-- Prompt --
Look through the records below and copy each line that includes the word "Lifecycle".

Stored data:
//! Invocation Context and Lifecycle State
//!
//! Per-invocation metadata (origin and flags) plus the component status shared
//! between a cache and the stages that must check it.

use std::fmt;
use std::sync::atomic::{AtomicU8, Ordering};

use crate::remoting::Address;

// =============================================================================
// Flags
// =============================================================================

/// Per-invocation behaviour switches
#[derive(Debug, Clone, Copy, PartialEq, Eq, Hash)]
pub enum Flag {
    /// Apply locally only; do not replicate
    CacheModeLocal,
    /// Do not consult the cache loader on a miss
    SkipCacheLoad,
}

/// Where an invocation came from
#[derive(Debug, Clone, PartialEq, Eq)]
pub enum Origin {
    Local,
    Remote(Address),
}

/// State carried alongside a command through the interceptor chain
#[derive(Debug, Clone)]
pub struct InvocationContext {
    origin: Origin,
    flags: Vec<Flag>,
}

impl InvocationContext {
    pub fn local(flags: &[Flag]) -> Self {
        Self {
            origin: Origin::Local,
            flags: flags.to_vec(),
        }
    }

    pub fn remote(sender: Address) -> Self {
        Self {
            origin: Origin::Remote(sender),
            flags: Vec::new(),
        }
    }

    pub fn origin(&self) -> &Origin {
        &self.origin
    }

    pub fn is_origin_local(&self) -> bool {
        self.origin == Origin::Local
    }

    pub fn has_flag(&self, flag: Flag) -> bool {
        self.flags.contains(&flag)
    }

    pub fn flags(&self) -> &[Flag] {
        &self.flags
    }
}

// =============================================================================
// Component Status
// =============================================================================

/// Lifecycle state of a cache
#[derive(Debug, Clone, Copy, PartialEq, Eq)]
#[repr(u8)]
pub enum ComponentStatus {
    Instantiated = 0,
    Running = 1,
    Stopping = 2,
    Terminated = 3,
}

impl ComponentStatus {
    fn from_u8(value: u8) -> Self {
        match value {
            1 => ComponentStatus::Running,
            2 => ComponentStatus::Stopping,
            3 => ComponentStatus::Terminated,
            _ => ComponentStatus::Instantiated,
        }
    }

    pub fn allows_invocations(&self) -> bool {
        *self == ComponentStatus::Running
    }
}

impl fmt::Display for ComponentStatus {
    fn fmt(&self, f: &mut fmt::Formatter<'_>) -> fmt::Result {
        let name = match self {
            ComponentStatus::Instantiated => "INSTANTIATED",
            ComponentStatus::Running => "RUNNING",
            ComponentStatus::Stopping => "STOPPING",
            ComponentStatus::Terminated => "TERMINATED",
        };
        f.write_str(name)
    }
}

/// Status shared by a cache and its stages
#[derive(Debug)]
pub struct StatusCell(AtomicU8);

impl StatusCell {
    pub fn new(status: ComponentStatus) -> Self {
        Self(AtomicU8::new(status as u8))
    }

    pub fn get(&self) -> ComponentStatus {
        ComponentStatus::from_u8(self.0.load(Ordering::Acquire))
    }

    pub fn set(&self, status: ComponentStatus) {
        self.0.store(status as u8, Ordering::Release);
    }
}

impl Default for StatusCell {
    fn default() -> Self {
        Self::new(ComponentStatus::Instantiated)
    }
}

-- Answer space --
//! Invocation Context and Lifecycle State
/// Lifecycle state of a cache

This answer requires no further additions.